Ferré Gola headlined the event after the withdrawal of several initially scheduled performers, including Franco-Guinean rapper and singer Black M, Jossart N'Yoka Longo, RJ Kanierra, and Yekima De Bel Art. The lineup also included other international and local acts like the Utulivu collective, which collaborated with Burkinabè choreographer Serge Aimé Coulibaly; Danish-Tanzanian musician JJ Paulo; and Congolese singer Voldie Mapenzi.

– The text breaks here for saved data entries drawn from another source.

//! Augmentations: a validator, an optional prompt section, and a plan builder.

use std::sync::Arc;

use async_trait::async_trait;
use turn_memory::Memory;
use turn_primitives::{ActionDefinition, Plan, PromptResponse, Tokenizer};
use turn_prompts::{AugmentationType, PromptSection};

use crate::error::ValidatorResult;
use crate::monologue::MonologueAugmentation;
use crate::sequence::SequenceAugmentation;
use crate::tools::ToolsAugmentation;
use crate::validation::Validation;
use crate::validator::PromptResponseValidator;

/// Strategy turning a model reply into a [`Plan`].
///
/// The planner appends [`Augmentation::create_prompt_section`] to the prompt,
/// runs the repair loop with the augmentation as its validator, and builds the
/// plan from the accepted reply.
#[async_trait]
pub trait Augmentation: PromptResponseValidator {
    /// Returns the augmentation kind.
    fn kind(&self) -> AugmentationType;

    /// Returns the instructions appended to the prompt, if any.
    fn create_prompt_section(&self) -> Option<Arc<dyn PromptSection>>;

    /// Builds the plan from a reply that passed validation.
    ///
    /// # Errors
    ///
    /// Returns [`ValidatorError::MissingValue`](crate::ValidatorError::MissingValue)
    /// when the reply carries nothing a plan can be built from.
    async fn create_plan_from_response(
        &self,
        memory: &dyn Memory,
        response: &PromptResponse,
    ) -> ValidatorResult<Plan>;
}

/// Creates the augmentation for `kind` over the declared `actions`.
///
/// # Errors
///
/// Returns [`ValidatorError::Setup`](crate::ValidatorError::Setup) when the
/// action list cannot be rendered into prompt instructions.
pub fn create_augmentation(
    kind: AugmentationType,
    actions: &[ActionDefinition],
) -> ValidatorResult<Arc<dyn Augmentation>> {
    Ok(match kind {
        AugmentationType::None => Arc::new(DefaultAugmentation),
        AugmentationType::Monologue => Arc::new(MonologueAugmentation::new(actions)?),
        AugmentationType::Sequence => Arc::new(SequenceAugmentation::new(actions)?),
        AugmentationType::Tools => Arc::new(ToolsAugmentation::new()),
    })
}

/// Accepts any reply and says it back to the user.
#[derive(Debug, Default, Clone, Copy)]
pub struct DefaultAugmentation;

#[async_trait]
impl PromptResponseValidator for DefaultAugmentation {
    async fn validate_response(
        &self,
        _memory: &dyn Memory,
        _tokenizer: &dyn Tokenizer,
        _response: &PromptResponse,
        _remaining_attempts: usize,
    ) -> ValidatorResult<Validation> {
        Ok(Validation::valid())
    }
}

#[async_trait]
impl Augmentation for DefaultAugmentation {
    fn kind(&self) -> AugmentationType {
        AugmentationType::None
    }

    fn create_prompt_section(&self) -> Option<Arc<dyn PromptSection>> {
        None
    }

    async fn create_plan_from_response(
        &self,
        _memory: &dyn Memory,
        response: &PromptResponse,
    ) -> ValidatorResult<Plan> {
        Ok(response
            .message()
            .map_or_else(Plan::default, |message| Plan::say(message.clone())))
    }
}

#[cfg(test)]
mod tests {
    use super::*;
    use turn_memory::TurnState;
    use turn_primitives::{Command, Message};

    #[test]
    fn factory_selects_by_kind() {
        let actions = vec![ActionDefinition::new("lights_on").unwrap()];
        for kind in [
            AugmentationType::None,
            AugmentationType::Monologue,
            AugmentationType::Sequence,
            AugmentationType::Tools,
        ] {
            let augmentation = create_augmentation(kind, &actions).unwrap();
            assert_eq!(augmentation.kind(), kind);
            let has_section = matches!(kind, AugmentationType::Monologue | AugmentationType::Sequence);
            assert_eq!(augmentation.create_prompt_section().is_some(), has_section);
        }
    }

    #[tokio::test]
    async fn default_augmentation_says_the_reply() {
        let response = PromptResponse::success(Message::assistant("hello"));
        let plan = DefaultAugmentation
            .create_plan_from_response(&TurnState::new(), &response)
            .await
            .unwrap();
        assert_eq!(plan.len(), 1);
        assert!(matches!(&plan.commands()[0], Command::Say(say) if say.response.text() == "hello"));
    }
}
//! Observability utilities for turnkit hosts.
//!
//! The library crates only emit `tracing` events. Hosts call [`init`] once at
//! startup to print them through a `tracing-subscriber` formatter filtered by
//! [`LoggingConfig::filter`].

#![warn(missing_docs, clippy::pedantic)]

use thiserror::Error;
use tracing::debug;
use tracing_subscriber::EnvFilter;
use turn_config::LoggingConfig;

/// Result alias for telemetry setup.
pub type TelemetryResult<T> = Result<T, TelemetryError>;

/// Errors produced while installing the subscriber.
#[derive(Debug, Error)]
pub enum TelemetryError {
    /// The filter directives did not parse.
    #[error("invalid log filter `{filter}`: {reason}")]
    InvalidFilter {
        /// Offending directives.
        filter: String,
        /// Parser error message.
        reason: String,
    },

    /// A global subscriber is already installed.
    #[error("tracing subscriber already installed: {reason}")]
    AlreadyInstalled {
        /// Error reported by `tracing-subscriber`.
        reason: String,
    },
}

/// Parses the filter directives of `config`.
///
/// # Errors
///
/// Returns [`TelemetryError::InvalidFilter`] when the directives do not parse.
pub fn build_filter(config: &LoggingConfig) -> TelemetryResult<EnvFilter> {
    EnvFilter::try_new(&config.filter).map_err(|err| TelemetryError::InvalidFilter {
        filter: config.filter.clone(),
        reason: err.to_string(),
    })
}

/// Installs the global fmt subscriber.
///
/// # Errors
///
/// Returns [`TelemetryError::InvalidFilter`] for bad directives and
/// [`TelemetryError::AlreadyInstalled`] when a subscriber is already set.
pub fn init(config: &LoggingConfig) -> TelemetryResult<()> {
    let filter = build_filter(config)?;
    tracing_subscriber::fmt()
        .with_env_filter(filter)
        .with_target(config.with_target)
        .try_init()
        .map_err(|err| TelemetryError::AlreadyInstalled {
            reason: err.to_string(),
        })?;
    debug!(filter = %config.filter, "tracing subscriber installed");
    Ok(())
}
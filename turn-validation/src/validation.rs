//! Outcome of validating a model reply.

use serde_json::Value;

/// Result of checking one reply.
///
/// Construct through [`Validation::valid`], [`Validation::valid_with`], or
/// [`Validation::invalid`]; an invalid validation never carries a value and a
/// valid one never carries feedback.
#[derive(Clone, Debug, PartialEq)]
pub struct Validation {
    valid: bool,
    feedback: Option<String>,
    value: Option<Value>,
}

impl Validation {
    /// Accepts the reply without a structured value.
    #[must_use]
    pub fn valid() -> Self {
        Self {
            valid: true,
            feedback: None,
            value: None,
        }
    }

    /// Accepts the reply and attaches the structured value extracted from it.
    #[must_use]
    pub fn valid_with(value: Value) -> Self {
        Self {
            valid: true,
            feedback: None,
            value: Some(value),
        }
    }

    /// Rejects the reply with feedback for the model.
    #[must_use]
    pub fn invalid(feedback: impl Into<String>) -> Self {
        Self {
            valid: false,
            feedback: Some(feedback.into()),
            value: None,
        }
    }

    /// Returns `true` when the reply was accepted.
    #[must_use]
    pub const fn is_valid(&self) -> bool {
        self.valid
    }

    /// Returns the feedback of a rejected reply.
    #[must_use]
    pub fn feedback(&self) -> Option<&str> {
        self.feedback.as_deref()
    }

    /// Returns the structured value of an accepted reply.
    #[must_use]
    pub fn value(&self) -> Option<&Value> {
        self.value.as_ref()
    }

    /// Consumes the validation, returning its structured value.
    #[must_use]
    pub fn into_value(self) -> Option<Value> {
        self.value
    }
}

#[cfg(test)]
mod tests {
    use super::*;
    use serde_json::json;

    #[test]
    fn constructors_keep_feedback_and_value_exclusive() {
        let valid = Validation::valid_with(json!({"a": 1}));
        assert!(valid.is_valid());
        assert_eq!(valid.feedback(), None);
        assert_eq!(valid.value(), Some(&json!({"a": 1})));

        let invalid = Validation::invalid("try again");
        assert!(!invalid.is_valid());
        assert_eq!(invalid.feedback(), Some("try again"));
        assert_eq!(invalid.into_value(), None);
    }
}
//! The turn loop for turnkit.
//!
//! [`LlmClient`] completes a prompt and repairs replies its validator rejects,
//! [`ActionPlanner`] pairs a prompt with its augmentation to produce a plan, and
//! [`TurnKernel`] runs planning and dispatch for one conversational turn.

#![warn(missing_docs, clippy::pedantic)]

mod client;
mod error;
mod kernel;
mod planner;

pub use client::LlmClient;
pub use error::{KernelError, KernelResult};
pub use kernel::{ACTION_OUTPUTS_VARIABLE, TurnKernel, TurnOutcome, prompt_options};
pub use planner::{ActionPlanner, PlanningOutcome};
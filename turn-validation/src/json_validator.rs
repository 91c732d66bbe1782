//! Validator accepting replies that contain a JSON object.

use async_trait::async_trait;
use serde_json::Value;
use tracing::debug;
use turn_memory::Memory;
use turn_primitives::{PromptResponse, Tokenizer};

use crate::error::ValidatorResult;
use crate::response_json::parse_all_objects;
use crate::schema::{format_fixes, validate};
use crate::validation::Validation;
use crate::validator::PromptResponseValidator;

const MISSING_JSON_FEEDBACK: &str =
    "No valid JSON objects were found in the response. Return a valid JSON object.";
const ERROR_FEEDBACK: &str = "The JSON returned had errors. Apply these fixes:";

/// Accepts replies containing at least one JSON object, optionally checked
/// against a JSON Schema.
///
/// When a reply holds several objects the last one satisfying the schema wins;
/// if none does, the feedback lists the fixes for the last object found.
#[derive(Clone, Debug)]
pub struct JsonResponseValidator {
    schema: Option<Value>,
    missing_json_feedback: String,
    error_feedback: String,
}

impl Default for JsonResponseValidator {
    fn default() -> Self {
        Self::new()
    }
}

impl JsonResponseValidator {
    /// Creates a validator that accepts any JSON object.
    #[must_use]
    pub fn new() -> Self {
        Self {
            schema: None,
            missing_json_feedback: MISSING_JSON_FEEDBACK.to_owned(),
            error_feedback: ERROR_FEEDBACK.to_owned(),
        }
    }

    /// Checks objects against `schema`.
    #[must_use]
    pub fn with_schema(mut self, schema: Value) -> Self {
        self.schema = Some(schema);
        self
    }

    /// Replaces the feedback given when no object is found.
    #[must_use]
    pub fn with_missing_json_feedback(mut self, feedback: impl Into<String>) -> Self {
        self.missing_json_feedback = feedback.into();
        self
    }

    /// Replaces the prefix of the feedback listing schema fixes.
    #[must_use]
    pub fn with_error_feedback(mut self, feedback: impl Into<String>) -> Self {
        self.error_feedback = feedback.into();
        self
    }

    /// Returns the schema objects are checked against.
    #[must_use]
    pub fn schema(&self) -> Option<&Value> {
        self.schema.as_ref()
    }

    /// Validates raw reply text.
    #[must_use]
    pub fn validate_text(&self, text: &str) -> Validation {
        let mut objects = parse_all_objects(text);
        let Some(schema) = &self.schema else {
            return objects.pop().map_or_else(
                || Validation::invalid(self.missing_json_feedback.clone()),
                |object| Validation::valid_with(Value::Object(object)),
            );
        };
        if objects.is_empty() {
            return Validation::invalid(self.missing_json_feedback.clone());
        }

        let mut last_errors = Vec::new();
        for object in objects.into_iter().rev() {
            let candidate = Value::Object(object);
            let errors = validate(schema, &candidate);
            if errors.is_empty() {
                return Validation::valid_with(candidate);
            }
            if last_errors.is_empty() {
                last_errors = errors;
            }
        }
        debug!(violations = last_errors.len(), "reply failed schema validation");
        Validation::invalid(format_fixes(&self.error_feedback, &last_errors))
    }
}

#[async_trait]
impl PromptResponseValidator for JsonResponseValidator {
    async fn validate_response(
        &self,
        _memory: &dyn Memory,
        _tokenizer: &dyn Tokenizer,
        response: &PromptResponse,
        _remaining_attempts: usize,
    ) -> ValidatorResult<Validation> {
        Ok(self.validate_text(&response.text()))
    }
}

Additional performers included Yosh B, DJ Spilulu, Jessy B, Magic Pinokio, JKM Rambo Kabaya Muvunga, Meshake, Faraja Batumike, Fimbo Kali & Willow Miller, Gingando Pela Paz, La Fanfare du Kivu, Les Rossignols Ténors, Light Future, Lil B Piano, Ngoma Art, Requiem pour la Paix, Step Up Crew, and Ubumwe Folk, among others.

=== 11th edition 2026 ===
After the M23 offensive that seized Goma on 30 January 2025, the 11th edition was moved to Lubumbashi and scheduled for 10–12 April 2026. Augustin Mosange, director of the Foyer Culturel de Goma, stated that organizing the festival in Goma would have posed numerous logistical challenges, particularly because many artists might refuse to travel to a city outside Kinshasa's control. It was organized under the patronage of Prime Minister Judith Suminwa and hosted at the Kiwele Institute with the theme "Becoming Again" (Redevenir). The lineup included artists such as Ferré Gola, Youssoupha, RJ Kanierra, Boddhi Satva, Jean Goubald Kalala, Innoss'B, DJ Spilulu, Voldie Mapenzi, Pson, Mjoe Zuka, Sando Marteau, Wanny S-King, Z-Chief, and Francesco Ntchikala, among others.